I am praying for you and hope that you will be comforted in whatever way possible until you find out more.

 
At 3:08 PM, Blogger Julianna said...

Oh noooooooooo..........please no.......

I am so very sorry you are having to go through all of this. I cannot imagine what you are going through.

Know that you, and your family, are in my thoughts and prayers.

 
At 4:08 PM, Anonymous Anonymous said...

Oh honey, I'm so sorry you're going through this. As you know, the rate of false positives is very high, so high I almost wish I never had the damn test done, at this point I might tell them not to give me the results. This just sucks. I so hope nothing's wrong.
I don't know what you're ready to know or hear, but I do know that a risk is not the same as a diagnosis. I also know that even in the absence of any indication on Level II ultrasound of Trisomy 18, the only way to be pretty much 100% sure is by amnio or CVS. That said, it is up to only you and your husband whether the risk of finding out for sure outweighs the risk of testing. NO ONE can make that choice for you. There is also the option of redoing the test and having a 3D ultrasound.
http://www.americanpregnancy.org/prenataltesting/afpplus.html
When I was spotting, I started to panic several times. The nurse on the phone had me do some deep breathing techniques so if you are feeling panicky it might help to breathe deeply in through your nose and blow out through your mouth. Your body has no choice but to slow down and relax.
If there is anything I can do to help you, just let me know. You will get through this.
Lily

 
At 4:44 PM, Blogger JenP said...

Oh Dee, this is a nightmare. I hope you're resting well and can take some deep breaths.

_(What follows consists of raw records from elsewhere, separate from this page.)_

//! Request/response shapes for the HTTP layer that fronts the ledger.

use serde::{Deserialize, Serialize};
use tracing::warn;

use crate::{
    domain::{
        AccountId, Clock, Error, GameKind, LedgerStore, Money, Outcome, OutcomeRecord,
        OutcomeResult,
    },
    engine::LedgerEngine,
    history::{HistoryQuery, OutcomeStats},
};

/// Body of a "record game result" call. `amount` is signed: positive for a
/// win, negative for a loss, zero for a draw.
#[derive(Debug, Clone, Deserialize)]
#[serde(rename_all = "camelCase")]
pub struct RecordOutcomeRequest {
    pub game_kind: GameKind,
    pub result: OutcomeResult,
    pub amount: Money,
    #[serde(default)]
    pub details: serde_json::Value,
}

impl TryFrom<RecordOutcomeRequest> for Outcome {
    type Error = Error;

    fn try_from(req: RecordOutcomeRequest) -> Result<Self, Self::Error> {
        let (bet, win) = match req.result {
            OutcomeResult::Win if !req.amount.is_negative() => (Money::ZERO, req.amount),
            OutcomeResult::Loss if !req.amount.is_positive() => (req.amount.abs(), Money::ZERO),
            OutcomeResult::Draw if req.amount == Money::ZERO => (Money::ZERO, Money::ZERO),
            result => {
                return Err(Error::invalid(format!(
                    "amount {} does not match result {}",
                    req.amount, result
                )));
            }
        };
        Ok(Outcome::new(req.game_kind, req.result, bet, win).with_details(req.details))
    }
}

#[derive(Debug, Clone, Serialize)]
#[serde(rename_all = "camelCase")]
pub struct RecordOutcomeResponse {
    pub success: bool,
    pub new_balance: Money,
    pub is_playing_for_free: bool,
    pub free_games_played: u64,
    pub game_result: OutcomeRecord,
}

#[derive(Debug, Clone, Serialize)]
pub struct Pagination {
    pub total: usize,
    pub limit: usize,
    pub offset: usize,
}

#[derive(Debug, Clone, Serialize)]
pub struct HistoryResponse {
    pub success: bool,
    pub history: Vec<OutcomeRecord>,
    pub pagination: Pagination,
}

#[derive(Debug, Clone, Serialize)]
pub struct StatsResponse {
    pub success: bool,
    pub stats: OutcomeStats,
}

#[derive(Debug, Clone, PartialEq, Serialize)]
#[serde(rename_all = "camelCase")]
pub struct ErrorResponse {
    pub success: bool,
    pub error: &'static str,
    pub message: String,
    #[serde(skip_serializing_if = "Option::is_none")]
    pub required_balance: Option<Money>,
    #[serde(skip_serializing_if = "Option::is_none")]
    pub current_balance: Option<Money>,
    #[serde(skip_serializing_if = "Option::is_none")]
    pub next_free_game_in_secs: Option<u64>,
}

impl From<&Error> for ErrorResponse {
    fn from(err: &Error) -> Self {
        let mut response = ErrorResponse {
            success: false,
            error: err.kind(),
            message: err.to_string(),
            required_balance: None,
            current_balance: None,
            next_free_game_in_secs: None,
        };
        match err {
            Error::InsufficientBalance {
                required,
                available,
                ..
            } => {
                response.required_balance = Some(*required);
                response.current_balance = Some(*available);
            }
            Error::FreePlayCooldownActive { remaining, .. } => {
                // Round up so "0 seconds" is never reported while still blocked.
                let secs = remaining.as_secs() + u64::from(remaining.subsec_nanos() > 0);
                response.next_free_game_in_secs = Some(secs);
            }
            _ => {}
        }
        response
    }
}

impl From<Error> for ErrorResponse {
    fn from(err: Error) -> Self {
        ErrorResponse::from(&err)
    }
}

/// Translates caller requests into engine operations and engine errors into
/// structured responses.
#[derive(Debug)]
pub struct LedgerService<S, C> {
    engine: LedgerEngine<S, C>,
}

impl<S, C> LedgerService<S, C>
where
    S: LedgerStore + 'static,
    C: Clock,
{
    pub fn new(engine: LedgerEngine<S, C>) -> Self {
        Self { engine }
    }

    pub async fn record(
        &self,
        account: &AccountId,
        request: RecordOutcomeRequest,
    ) -> Result<RecordOutcomeResponse, ErrorResponse> {
        let result = match Outcome::try_from(request) {
            Ok(outcome) => self.engine.apply_outcome(account, outcome).await,
            Err(err) => Err(err),
        };

        match result {
            Ok(settlement) => Ok(RecordOutcomeResponse {
                success: true,
                new_balance: settlement.state.balance,
                is_playing_for_free: settlement.state.free_play_mode,
                free_games_played: settlement.state.free_games_played,
                game_result: settlement.record,
            }),
            Err(err) => {
                warn!(account = %account, error = %err, "outcome rejected");
                Err(err.into())
            }
        }
    }

    pub async fn history(
        &self,
        account: &AccountId,
        query: HistoryQuery,
    ) -> Result<HistoryResponse, ErrorResponse> {
        let page = self.engine.history(account, query).await?;
        Ok(HistoryResponse {
            success: true,
            history: page.records,
            pagination: Pagination {
                total: page.total,
                limit: page.limit,
                offset: page.offset,
            },
        })
    }

    pub async fn stats(&self, account: &AccountId) -> Result<StatsResponse, ErrorResponse> {
        let stats = self.engine.stats(account).await?;
        Ok(StatsResponse {
            success: true,
            stats,
        })
    }
}
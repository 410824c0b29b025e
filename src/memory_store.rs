use std::collections::{BTreeMap, HashMap, hash_map::Entry};
use std::sync::{Mutex, MutexGuard, PoisonError};

use async_trait::async_trait;

use crate::domain::{
    Account, AccountId, CommitStatus, Error, LedgerStore, OutcomeCursor, OutcomeRecord,
    StoredOutcome, Timestamp, Version, Versioned,
};

#[derive(Default, Debug)]
struct Tables {
    accounts: HashMap<AccountId, Versioned<Account>>,
    /// Per-account history, oldest first.
    history: HashMap<AccountId, BTreeMap<OutcomeCursor, OutcomeRecord>>,
    /// Owner of every stored outcome in global time order, for eviction.
    expiry: BTreeMap<OutcomeCursor, AccountId>,
    next_sequence: u64,
}

/// Process-local `LedgerStore`. Every operation holds one lock, so a
/// compare-and-swap and its history append are observed together.
#[derive(Default, Debug)]
pub struct MemoryStore {
    tables: Mutex<Tables>,
}

impl MemoryStore {
    pub fn new() -> Self {
        Self::default()
    }

    pub fn outcome_count(&self) -> usize {
        // Read-only, so a panicked writer does not hide what was committed.
        self.tables
            .lock()
            .unwrap_or_else(PoisonError::into_inner)
            .expiry
            .len()
    }

    fn lock(&self) -> Result<MutexGuard<'_, Tables>, Error> {
        self.tables
            .lock()
            .map_err(|_| Error::Store("memory store lock poisoned".to_string()))
    }
}

#[async_trait]
impl LedgerStore for MemoryStore {
    async fn insert_account(&self, account: Account) -> Result<(), Error> {
        let mut tables = self.lock()?;
        match tables.accounts.entry(account.id.clone()) {
            Entry::Vacant(e) => {
                e.insert(Versioned {
                    version: Version(0),
                    value: account,
                });
                Ok(())
            }
            Entry::Occupied(e) => Err(Error::AccountExists(e.key().clone())),
        }
    }

    async fn load_account(&self, id: &AccountId) -> Result<Option<Versioned<Account>>, Error> {
        Ok(self.lock()?.accounts.get(id).cloned())
    }

    async fn compare_and_swap(
        &self,
        expected: Version,
        account: Account,
        record: Option<OutcomeRecord>,
    ) -> Result<CommitStatus, Error> {
        let mut guard = self.lock()?;
        let tables = &mut *guard;
        let stored = tables
            .accounts
            .get_mut(&account.id)
            .ok_or_else(|| Error::AccountNotFound(account.id.clone()))?;

        if stored.version != expected {
            return Ok(CommitStatus::Conflict);
        }
        stored.version = Version(expected.0 + 1);
        stored.value = account;

        if let Some(record) = record {
            let cursor = OutcomeCursor {
                timestamp: record.timestamp,
                sequence: tables.next_sequence,
            };
            tables.next_sequence += 1;
            tables.expiry.insert(cursor, record.account_id.clone());
            tables
                .history
                .entry(record.account_id.clone())
                .or_default()
                .insert(cursor, record);
        }
        Ok(CommitStatus::Committed)
    }

    async fn account_ids(&self) -> Result<Vec<AccountId>, Error> {
        Ok(self.lock()?.accounts.keys().cloned().collect())
    }

    async fn outcomes_before(
        &self,
        id: &AccountId,
        before: Option<OutcomeCursor>,
        not_before: Option<Timestamp>,
        limit: usize,
    ) -> Result<Vec<StoredOutcome>, Error> {
        let tables = self.lock()?;
        let Some(history) = tables.history.get(id) else {
            return Ok(Vec::new());
        };
        let older = match before {
            Some(cursor) => history.range(..cursor),
            None => history.range(..),
        };
        let floor = not_before.unwrap_or(Timestamp::EPOCH);

        Ok(older
            .rev()
            .take_while(|(cursor, _)| cursor.timestamp >= floor)
            .take(limit)
            .map(|(cursor, record)| StoredOutcome {
                cursor: *cursor,
                record: record.clone(),
            })
            .collect())
    }

    async fn delete_outcomes_through(&self, cutoff: Timestamp) -> Result<usize, Error> {
        let mut guard = self.lock()?;
        let tables = &mut *guard;
        let expired = match cutoff.as_millis().checked_add(1) {
            Some(first_kept) => {
                let kept = tables.expiry.split_off(&OutcomeCursor {
                    timestamp: Timestamp(first_kept),
                    sequence: 0,
                });
                std::mem::replace(&mut tables.expiry, kept)
            }
            None => std::mem::take(&mut tables.expiry),
        };

        for (cursor, owner) in &expired {
            if let Entry::Occupied(mut history) = tables.history.entry(owner.clone()) {
                history.get_mut().remove(cursor);
                if history.get().is_empty() {
                    history.remove();
                }
            }
        }
        Ok(expired.len())
    }
}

The tests can all be compromised by any drug you are taking, as they're trying to test serum levels of proteins and drugs can interfere with protein production or the level that is in the blood. I'm thinking this is just a glitch. I'm going to pray this is a glitch.

Sitting here, with you, waiting.

Whatever you choose, amnio or not, I wish you the best.

 
At 7:57 PM, Anonymous Anonymous said...

You asked what to do and I'll give you my opinion. Have the amnio. I had one (and we didn't do it so we could abort, just wanted to be prepared), and it was no problem. Just be sure the person doing it has a lot of experience. Now, that's just my opinon, you will have to follow your heart. I believe that your intuition will tell you the right thing to do.

XO
Marla
Middle way

 
At 8:31 PM, Blogger Soper said...

Here's a hug, which is all I can do.

 
At 9:51 PM, Blogger Cricket said...

This comment has been removed by a blog administrator.

 
At 6:53 AM, Blogger ankaisa said...

I'm so sorry to see that you have to go through this! I really, really hope it's going to turn up to be nothing. I can see why you are freaking out. Try to hang on!

 
At 2:21 PM, Anonymous Anonymous said...

Here's a petty thing to distract you...

About that Himorshe business, how about using

HimorHer
or
HeorShe ?

It sounds much more correct.

And I'm keeping my fingers crossed for you.

 
At 6:35 PM, Anonymous Anonymous said...

Hello... I just got a call from my doctor's assistant, and she told me that I tested positive for trisomy-18. I can't quit sobbing, and I just wanted you to know that I know what you're going through. I'm only 19 years old, and I just never expected anything like this... I'm also struggling with the testing decisions.. I'm praying for you.